- [Source records]:
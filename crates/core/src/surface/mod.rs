//! The narrow interfaces the engine drives.
//!
//! Hosts implement [`MapSurface`] over their map widget and
//! [`DetailPanelSurface`] over the panel region. Marker clicks are reported
//! back to the session by stop id; no callbacks are handed to the host.

use std::fmt;

use stopmap_transit::Stop;

use crate::marker::Marker;
use crate::panel::PanelContent;
use crate::viewport::Viewport;

pub mod geojson;

pub use self::geojson::GeoJsonMarkerLayer;

#[derive(Clone, Copy, Debug, PartialEq, Eq)]
pub enum NoticeKind {
    RefreshFailed,
    DetailFailed,
}

/// A user-visible, non-fatal message
#[derive(Clone, Debug, PartialEq, Eq)]
pub struct Notice {
    pub kind: NoticeKind,
    pub message: String,
}

impl fmt::Display for Notice {
    fn fmt(&self, f: &mut fmt::Formatter<'_>) -> fmt::Result {
        f.write_str(&self.message)
    }
}

pub trait MapSurface {
    /// Current zoom level and visible bounds
    fn viewport(&self) -> Viewport;

    fn add_marker(&mut self, marker: &Marker);
    fn remove_marker(&mut self, marker: &Marker);
    fn set_highlight(&mut self, marker: &Marker, highlighted: bool);

    fn notify(&mut self, notice: &Notice);
}

pub trait DetailPanelSurface {
    /// Placeholder shown while the detail query is in flight
    fn show_loading(&mut self, stop: &Stop);
    fn show_detail(&mut self, content: &PanelContent);
    fn hide(&mut self);
}

/// Both surfaces, borrowed for the duration of one event
pub struct Surfaces<'a> {
    pub map: &'a mut dyn MapSurface,
    pub panel: &'a mut dyn DetailPanelSurface,
}

impl<'a> Surfaces<'a> {
    pub fn new(map: &'a mut dyn MapSurface, panel: &'a mut dyn DetailPanelSurface) -> Self {
        Self { map, panel }
    }
}
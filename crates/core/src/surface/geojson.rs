//! A headless [`MapSurface`] that keeps the visible markers as GeoJSON
//! point features, ready to hand to a web map as a symbol layer source.

use std::collections::BTreeMap;

use geojson::{Feature, FeatureCollection, GeoJson, Geometry, Value, feature::Id};
use serde_json::json;
use stopmap_transit::StopIdentifier;

use super::{MapSurface, Notice};
use crate::marker::Marker;
use crate::viewport::Viewport;

#[derive(Debug)]
pub struct GeoJsonMarkerLayer {
    viewport: Viewport,
    features: BTreeMap<StopIdentifier, Feature>,
    notices: Vec<Notice>,
}

impl GeoJsonMarkerLayer {
    pub fn new(viewport: Viewport) -> Self {
        Self {
            viewport,
            features: BTreeMap::new(),
            notices: Vec::new(),
        }
    }

    /// Record a camera move. The session still has to be told separately.
    pub fn set_viewport(&mut self, viewport: Viewport) {
        self.viewport = viewport;
    }

    pub fn len(&self) -> usize {
        self.features.len()
    }

    pub fn is_empty(&self) -> bool {
        self.features.is_empty()
    }

    pub fn feature(&self, stop_id: &StopIdentifier) -> Option<&Feature> {
        self.features.get(stop_id)
    }

    pub fn notices(&self) -> &[Notice] {
        &self.notices
    }

    pub fn take_notices(&mut self) -> Vec<Notice> {
        std::mem::take(&mut self.notices)
    }

    /// Features ordered by stop id
    pub fn to_feature_collection(&self) -> FeatureCollection {
        FeatureCollection {
            bbox: None,
            features: self.features.values().cloned().collect(),
            foreign_members: None,
        }
    }

    pub fn to_json_string(&self) -> serde_json::Result<String> {
        serde_json::to_string(&GeoJson::from(self.to_feature_collection()))
    }
}

fn marker_to_feature(marker: &Marker) -> Feature {
    let stop = marker.stop();
    let icon = &marker.icon().geometry;
    let modes: Vec<&str> = stop.transport_modes.iter().map(|m| m.as_str()).collect();

    let mut properties = serde_json::Map::new();
    properties.insert("marker".to_owned(), json!(marker.id().get()));
    properties.insert("name".to_owned(), json!(&*stop.name));
    properties.insert("modes".to_owned(), json!(modes));
    properties.insert("icon".to_owned(), json!(&*marker.icon().key));
    properties.insert("icon_width".to_owned(), json!(icon.width));
    properties.insert("icon_height".to_owned(), json!(icon.height));
    properties.insert("icon_anchor".to_owned(), json!([icon.anchor_x, icon.anchor_y]));
    properties.insert("highlighted".to_owned(), json!(marker.is_selected()));

    Feature {
        bbox: None,
        geometry: Some(Geometry::new(Value::Point(vec![
            stop.longitude(),
            stop.latitude(),
        ]))),
        id: Some(Id::String(stop.id.to_string())),
        properties: Some(properties),
        foreign_members: None,
    }
}

impl MapSurface for GeoJsonMarkerLayer {
    fn viewport(&self) -> Viewport {
        self.viewport
    }

    fn add_marker(&mut self, marker: &Marker) {
        self.features
            .insert(marker.stop_id().clone(), marker_to_feature(marker));
    }

    fn remove_marker(&mut self, marker: &Marker) {
        self.features.remove(marker.stop_id());
    }

    fn set_highlight(&mut self, marker: &Marker, highlighted: bool) {
        if let Some(feature) = self.features.get_mut(marker.stop_id()) {
            feature.set_property("highlighted", highlighted);
        }
    }

    fn notify(&mut self, notice: &Notice) {
        self.notices.push(notice.clone());
    }
}
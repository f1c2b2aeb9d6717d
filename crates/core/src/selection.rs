//! Single-selection state and marker highlight.
//!
//! At most one marker carries the highlight, and this module is the only
//! place that sets or clears it.

use stopmap_transit::StopIdentifier;
use tracing::debug;

use crate::marker::{MarkerId, MarkerRegistry};
use crate::surface::Surfaces;

#[derive(Clone, Debug, Default, PartialEq, Eq)]
pub enum Selection {
    #[default]
    None,
    Selected {
        stop_id: StopIdentifier,
        marker: MarkerId,
    },
}

#[derive(Debug, Default)]
pub struct SelectionManager {
    selection: Selection,
}

impl SelectionManager {
    pub fn new() -> Self {
        Self::default()
    }

    pub fn selection(&self) -> &Selection {
        &self.selection
    }

    pub fn selected_stop(&self) -> Option<&StopIdentifier> {
        match &self.selection {
            Selection::None => None,
            Selection::Selected { stop_id, .. } => Some(stop_id),
        }
    }

    pub fn is_selected(&self, stop_id: &StopIdentifier) -> bool {
        self.selected_stop() == Some(stop_id)
    }

    /// Highlight the marker for `stop_id` and show the loading placeholder.
    ///
    /// Returns `false` and changes nothing when the stop has no live marker.
    pub fn select(
        &mut self,
        stop_id: &StopIdentifier,
        registry: &mut MarkerRegistry,
        surfaces: &mut Surfaces<'_>,
    ) -> bool {
        let Some(marker_id) = registry.get(stop_id).map(|marker| marker.id()) else {
            debug!(stop = %stop_id, "click on a stop without a live marker");
            return false;
        };

        if let Selection::Selected { stop_id: current, .. } = &self.selection {
            if current != stop_id {
                if let Some(previous) = registry.get_mut(current) {
                    previous.set_selected(false);
                    surfaces.map.set_highlight(previous, false);
                }
            }
        }

        if let Some(marker) = registry.get_mut(stop_id) {
            if !marker.is_selected() {
                marker.set_selected(true);
                surfaces.map.set_highlight(marker, true);
            }
            surfaces.panel.show_loading(marker.stop());
        }

        self.selection = Selection::Selected {
            stop_id: stop_id.clone(),
            marker: marker_id,
        };
        true
    }

    /// Drop the highlight and hide the panel. Returns the stop that was
    /// selected, if any.
    pub fn clear(
        &mut self,
        registry: &mut MarkerRegistry,
        surfaces: &mut Surfaces<'_>,
    ) -> Option<StopIdentifier> {
        let Selection::Selected { stop_id, .. } = std::mem::take(&mut self.selection) else {
            return None;
        };

        if let Some(marker) = registry.get_mut(&stop_id) {
            marker.set_selected(false);
            surfaces.map.set_highlight(marker, false);
        }
        surfaces.panel.hide();

        Some(stop_id)
    }
}
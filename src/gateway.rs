//! Offline-first cache gateway.
//!
//! The gateway sits between the reader and the origin and applies one
//! caching policy to every request:
//!
//! ```text
//!   request ──▶ classify ──▶ match in current store ──hit──▶ cached response
//!                                 │
//!                                miss
//!                                 ▼
//!                           origin fetch ──ok──▶ store copy ──▶ network response
//!                                 │
//!                           network error
//!                                 ▼
//!                 data:  200 application/json "[]"
//!                 asset: GatewayError::Network
//! ```
//!
//! # Lifecycle
//!
//! | Step | Effect |
//! |------|--------|
//! | [`install`](CacheGateway::install) | Fetch all core assets and store them (all or nothing) |
//! | [`activate`](CacheGateway::activate) | Delete every store not named for the current version |
//! | [`fetch`](CacheGateway::fetch) | Cache-or-fetch; data chunks are cached on first read |
//!
//! There are no per-entry lifetimes: a store is only ever invalidated as a
//! whole, by bumping the version token in the configuration.

use anyhow::{Context, Result};
use serde::Serialize;
use std::sync::Arc;
use thiserror::Error;

use crate::cache::{CacheStorage, DiskCacheStorage};
use crate::config::Config;
use crate::origin::{self, Origin, OriginError, OriginResponse};

/// Body of the synthetic response returned for unreachable data chunks.
pub const EMPTY_COLLECTION: &[u8] = b"[]";

/// Which caching rules apply to a request.
#[derive(Debug, Clone, Copy, PartialEq, Eq, Serialize)]
#[serde(rename_all = "snake_case")]
pub enum RequestKind {
    /// A chunk file under the data directory.
    Data,
    /// Anything else served by the site.
    Asset,
}

/// Where a gateway response came from.
#[derive(Debug, Clone, Copy, PartialEq, Eq, Serialize)]
#[serde(rename_all = "snake_case")]
pub enum ResponseSource {
    Cache,
    Network,
    /// Synthetic empty collection after a network failure.
    Fallback,
}

impl ResponseSource {
    pub fn as_str(&self) -> &'static str {
        match self {
            ResponseSource::Cache => "cache",
            ResponseSource::Network => "network",
            ResponseSource::Fallback => "fallback",
        }
    }
}

#[derive(Debug, Clone)]
pub struct GatewayResponse {
    pub response: OriginResponse,
    pub source: ResponseSource,
}

#[derive(Debug, Error)]
pub enum GatewayError {
    #[error(transparent)]
    Network(#[from] OriginError),
}

/// Static settings of a gateway.
#[derive(Debug, Clone)]
pub struct GatewaySettings {
    /// Versioned store name, e.g. `musannaf-cache-v1`.
    pub store_name: String,
    /// Request paths stored at install time.
    pub core_assets: Vec<String>,
    /// Directory holding chunk files, e.g. `data`.
    pub data_dir: String,
}

impl GatewaySettings {
    pub fn from_config(config: &Config) -> Self {
        Self {
            store_name: config.cache.store_name(),
            core_assets: config.cache.core_assets.clone(),
            data_dir: config.corpus.data_dir.clone(),
        }
    }
}

pub struct CacheGateway {
    storage: Arc<dyn CacheStorage>,
    origin: Arc<dyn Origin>,
    settings: GatewaySettings,
}

impl CacheGateway {
    pub fn new(
        storage: Arc<dyn CacheStorage>,
        origin: Arc<dyn Origin>,
        settings: GatewaySettings,
    ) -> Self {
        Self {
            storage,
            origin,
            settings,
        }
    }

    /// Disk-backed gateway over the configured origin.
    pub fn from_config(config: &Config) -> Result<Self> {
        let origin: Arc<dyn Origin> = Arc::from(origin::from_config(config)?);
        Ok(Self::new(
            Arc::new(DiskCacheStorage::new(&config.cache.dir)),
            origin,
            GatewaySettings::from_config(config),
        ))
    }

    pub fn store_name(&self) -> &str {
        &self.settings.store_name
    }

    pub fn storage(&self) -> &Arc<dyn CacheStorage> {
        &self.storage
    }

    pub fn classify(&self, path: &str) -> RequestKind {
        let path = normalize_key(path);
        let path = path.split('?').next().unwrap_or("");
        let data_dir = self.settings.data_dir.trim_matches('/');
        let prefix = if data_dir.is_empty() {
            "/".to_string()
        } else {
            format!("/{}/", data_dir)
        };
        if path.starts_with(&prefix) && path.ends_with(".json") {
            RequestKind::Data
        } else {
            RequestKind::Asset
        }
    }

    /// Fetches every core asset and stores them in the current store.
    ///
    /// Nothing is written unless every asset was fetched successfully.
    /// Returns the number of stored assets.
    pub async fn install(&self) -> Result<usize> {
        let mut fetched = Vec::with_capacity(self.settings.core_assets.len());
        for asset in &self.settings.core_assets {
            let key = normalize_key(asset);
            let response = self
                .origin
                .fetch(&key)
                .await
                .with_context(|| format!("Failed to install core asset {}", key))?;
            if !response.is_success() {
                anyhow::bail!(
                    "Failed to install core asset {}: origin returned {}",
                    key,
                    response.status
                );
            }
            fetched.push((key, response));
        }

        self.storage.open(&self.settings.store_name).await?;
        for (key, response) in &fetched {
            self.storage
                .put(&self.settings.store_name, key, response)
                .await?;
        }
        log::info!(
            "installed {} core assets into {}",
            fetched.len(),
            self.settings.store_name
        );
        Ok(fetched.len())
    }

    /// Deletes every store whose name is not the current versioned name.
    /// Returns the deleted store names.
    pub async fn activate(&self) -> Result<Vec<String>> {
        let mut deleted = Vec::new();
        for name in self.storage.keys().await? {
            if name != self.settings.store_name && self.storage.delete(&name).await? {
                log::info!("deleted stale cache store {}", name);
                deleted.push(name);
            }
        }
        Ok(deleted)
    }

    /// Cache-or-fetch for one request path.
    pub async fn fetch(&self, path: &str) -> Result<GatewayResponse, GatewayError> {
        let key = normalize_key(path);
        let kind = self.classify(&key);
        let store = &self.settings.store_name;

        match self.storage.match_entry(store, &key).await {
            Ok(Some(response)) => {
                log::debug!("cache hit {}", key);
                return Ok(GatewayResponse {
                    response,
                    source: ResponseSource::Cache,
                });
            }
            Ok(None) => log::debug!("cache miss {}", key),
            Err(e) => log::warn!("cache lookup failed for {}: {:#}", key, e),
        }

        match self.origin.fetch(&key).await {
            Ok(response) => {
                if response.is_success() {
                    if let Err(e) = self.storage.put(store, &key, &response).await {
                        log::warn!("failed to cache {}: {:#}", key, e);
                    }
                } else {
                    log::debug!("origin returned {} for {}", response.status, key);
                }
                Ok(GatewayResponse {
                    response,
                    source: ResponseSource::Network,
                })
            }
            Err(e) => match kind {
                RequestKind::Data => {
                    log::warn!("{}; serving empty collection", e);
                    Ok(GatewayResponse {
                        response: OriginResponse::ok("application/json", EMPTY_COLLECTION),
                        source: ResponseSource::Fallback,
                    })
                }
                RequestKind::Asset => Err(GatewayError::Network(e)),
            },
        }
    }
}

/// Cache key for a request path: always rooted at `/`.
pub fn normalize_key(path: &str) -> String {
    let trimmed = path.trim();
    if trimmed.starts_with('/') {
        trimmed.to_string()
    } else {
        format!("/{}", trimmed)
    }
}
//! TOML configuration parsing and validation.
//!
//! ```toml
//! [corpus]
//! total_records = 37943
//! chunk_size = 1000
//! page_size = 100
//! data_dir = "data"
//!
//! [origin]
//! root = "./site"          # or: base_url = "https://example.org/musannaf/"
//!
//! [cache]
//! dir = "./.cache/musannaf"
//! name = "musannaf-cache"
//! version = "v1"
//!
//! [server]
//! bind = "127.0.0.1:7340"
//! ```

use anyhow::{Context, Result};
use musannaf_core::CorpusLayout;
use serde::Deserialize;
use std::path::{Path, PathBuf};

#[derive(Debug, Deserialize, Clone)]
pub struct Config {
    #[serde(default)]
    pub corpus: CorpusConfig,
    pub origin: OriginConfig,
    #[serde(default)]
    pub cache: CacheConfig,
    #[serde(default)]
    pub server: ServerConfig,
}

#[derive(Debug, Deserialize, Clone)]
pub struct CorpusConfig {
    #[serde(default = "default_total_records")]
    pub total_records: u64,
    #[serde(default = "default_chunk_size")]
    pub chunk_size: u64,
    #[serde(default = "default_page_size")]
    pub page_size: u64,
    #[serde(default = "default_data_dir")]
    pub data_dir: String,
    /// Fetch every chunk a page spans instead of only the first one.
    #[serde(default)]
    pub assemble_across_chunks: bool,
}

impl Default for CorpusConfig {
    fn default() -> Self {
        Self {
            total_records: default_total_records(),
            chunk_size: default_chunk_size(),
            page_size: default_page_size(),
            data_dir: default_data_dir(),
            assemble_across_chunks: false,
        }
    }
}

fn default_total_records() -> u64 {
    37943
}
fn default_chunk_size() -> u64 {
    1000
}
fn default_page_size() -> u64 {
    100
}
fn default_data_dir() -> String {
    "data".to_string()
}

/// Where chunk files and static assets come from. Exactly one must be set.
#[derive(Debug, Deserialize, Clone, Default)]
pub struct OriginConfig {
    #[serde(default)]
    pub base_url: Option<String>,
    #[serde(default)]
    pub root: Option<PathBuf>,
}

#[derive(Debug, Deserialize, Clone)]
pub struct CacheConfig {
    #[serde(default = "default_cache_dir")]
    pub dir: PathBuf,
    #[serde(default = "default_cache_name")]
    pub name: String,
    #[serde(default = "default_cache_version")]
    pub version: String,
    #[serde(default = "default_core_assets")]
    pub core_assets: Vec<String>,
}

impl Default for CacheConfig {
    fn default() -> Self {
        Self {
            dir: default_cache_dir(),
            name: default_cache_name(),
            version: default_cache_version(),
            core_assets: default_core_assets(),
        }
    }
}

fn default_cache_dir() -> PathBuf {
    PathBuf::from("./.cache/musannaf")
}
fn default_cache_name() -> String {
    "musannaf-cache".to_string()
}
fn default_cache_version() -> String {
    "v1".to_string()
}
fn default_core_assets() -> Vec<String> {
    ["/", "/index.html", "/style.css", "/app.js", "/manifest.json"]
        .iter()
        .map(|s| s.to_string())
        .collect()
}

#[derive(Debug, Deserialize, Clone)]
pub struct ServerConfig {
    #[serde(default = "default_bind")]
    pub bind: String,
}

impl Default for ServerConfig {
    fn default() -> Self {
        Self {
            bind: default_bind(),
        }
    }
}

fn default_bind() -> String {
    "127.0.0.1:7340".to_string()
}

impl CacheConfig {
    /// Store name with the version token embedded, e.g. `musannaf-cache-v1`.
    pub fn store_name(&self) -> String {
        format!("{}-{}", self.name, self.version)
    }
}

impl Config {
    pub fn layout(&self) -> Result<CorpusLayout> {
        CorpusLayout::new(
            self.corpus.chunk_size,
            self.corpus.page_size,
            self.corpus.total_records,
        )
        .map_err(Into::into)
    }
}

pub fn load_config(path: &Path) -> Result<Config> {
    let content = std::fs::read_to_string(path)
        .with_context(|| format!("Failed to read config file: {}", path.display()))?;

    let config: Config = toml::from_str(&content).with_context(|| "Failed to parse config file")?;
    validate(&config)?;
    Ok(config)
}

fn validate(config: &Config) -> Result<()> {
    // Validate corpus
    config
        .layout()
        .with_context(|| "corpus: invalid layout")?;

    // Validate origin
    match (&config.origin.base_url, &config.origin.root) {
        (Some(_), Some(_)) => anyhow::bail!("origin: set either base_url or root, not both"),
        (None, None) => anyhow::bail!("origin: one of base_url or root must be set"),
        (Some(url), None) if !(url.starts_with("http://") || url.starts_with("https://")) => {
            anyhow::bail!("origin.base_url must be an http(s) URL, got '{}'", url)
        }
        _ => {}
    }

    // Validate cache naming; names become directory names on disk
    for (field, value) in [
        ("cache.name", &config.cache.name),
        ("cache.version", &config.cache.version),
    ] {
        if value.trim().is_empty() {
            anyhow::bail!("{} must not be empty", field);
        }
        if value.contains('/') || value.contains('\\') || value.contains("..") {
            anyhow::bail!("{} must not contain path separators: '{}'", field, value);
        }
    }

    for asset in &config.cache.core_assets {
        if !asset.starts_with('/') {
            anyhow::bail!("cache.core_assets entries must start with '/': '{}'", asset);
        }
    }

    Ok(())
}

#[cfg(test)]
mod tests {
    use super::*;

    fn parse(toml_src: &str) -> Result<Config> {
        let config: Config = toml::from_str(toml_src)?;
        validate(&config)?;
        Ok(config)
    }

    #[test]
    fn test_minimal_config_uses_defaults() {
        let cfg = parse("[origin]\nroot = \"./site\"\n").unwrap();
        assert_eq!(cfg.corpus.total_records, 37943);
        assert_eq!(cfg.corpus.chunk_size, 1000);
        assert_eq!(cfg.corpus.page_size, 100);
        assert_eq!(cfg.cache.store_name(), "musannaf-cache-v1");
        assert_eq!(cfg.cache.core_assets.len(), 5);
        assert_eq!(cfg.server.bind, "127.0.0.1:7340");
        assert!(!cfg.corpus.assemble_across_chunks);
    }

    #[test]
    fn test_origin_must_be_exactly_one() {
        assert!(parse("[origin]\n").is_err());
        assert!(parse("[origin]\nroot = \"a\"\nbase_url = \"https://x\"\n").is_err());
        assert!(parse("[origin]\nbase_url = \"ftp://x\"\n").is_err());
        assert!(parse("[origin]\nbase_url = \"https://example.org/m/\"\n").is_ok());
    }

    #[test]
    fn test_rejects_zero_sizes() {
        assert!(parse("[corpus]\npage_size = 0\n[origin]\nroot = \"a\"\n").is_err());
        assert!(parse("[corpus]\nchunk_size = 0\n[origin]\nroot = \"a\"\n").is_err());
        assert!(parse("[corpus]\ntotal_records = 0\n[origin]\nroot = \"a\"\n").is_err());
    }

    #[test]
    fn test_rejects_path_like_cache_version() {
        assert!(parse("[origin]\nroot = \"a\"\n[cache]\nversion = \"../v2\"\n").is_err());
        assert!(parse("[origin]\nroot = \"a\"\n[cache]\nname = \"\"\n").is_err());
    }

    #[test]
    fn test_rejects_relative_core_asset() {
        assert!(parse("[origin]\nroot = \"a\"\n[cache]\ncore_assets = [\"index.html\"]\n").is_err());
    }
}
//! Cache maintenance commands: `cache install`, `cache activate`, `cache list`.

use anyhow::Result;

use crate::config::Config;
use crate::gateway::CacheGateway;

pub async fn run_install(config: &Config) -> Result<()> {
    let gateway = CacheGateway::from_config(config)?;
    let n = gateway.install().await?;
    println!("Installed {} core assets into {}", n, gateway.store_name());
    Ok(())
}

pub async fn run_activate(config: &Config) -> Result<()> {
    let gateway = CacheGateway::from_config(config)?;
    let deleted = gateway.activate().await?;
    if deleted.is_empty() {
        println!("No stale cache stores.");
    }
    for name in deleted {
        println!("Deleted stale cache store {}", name);
    }
    Ok(())
}

pub async fn run_list(config: &Config) -> Result<()> {
    let gateway = CacheGateway::from_config(config)?;
    let storage = gateway.storage();
    let stores = storage.keys().await?;
    if stores.is_empty() {
        println!("No cache stores in {}", config.cache.dir.display());
        return Ok(());
    }

    println!("{:<32} {:>8}  STATUS", "STORE", "ENTRIES");
    for store in stores {
        let entries = storage.entries(&store).await?;
        let status = if store == gateway.store_name() {
            "current"
        } else {
            "stale"
        };
        println!("{:<32} {:>8}  {}", store, entries.len(), status);
    }
    Ok(())
}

- [Description of the task]: Every line above with the word "hide" belongs in the answer, copied as written.

- [Your solution]:
    fn hide(&mut self);
    /// Drop the highlight and hide the panel. Returns the stop that was
        surfaces.panel.hide();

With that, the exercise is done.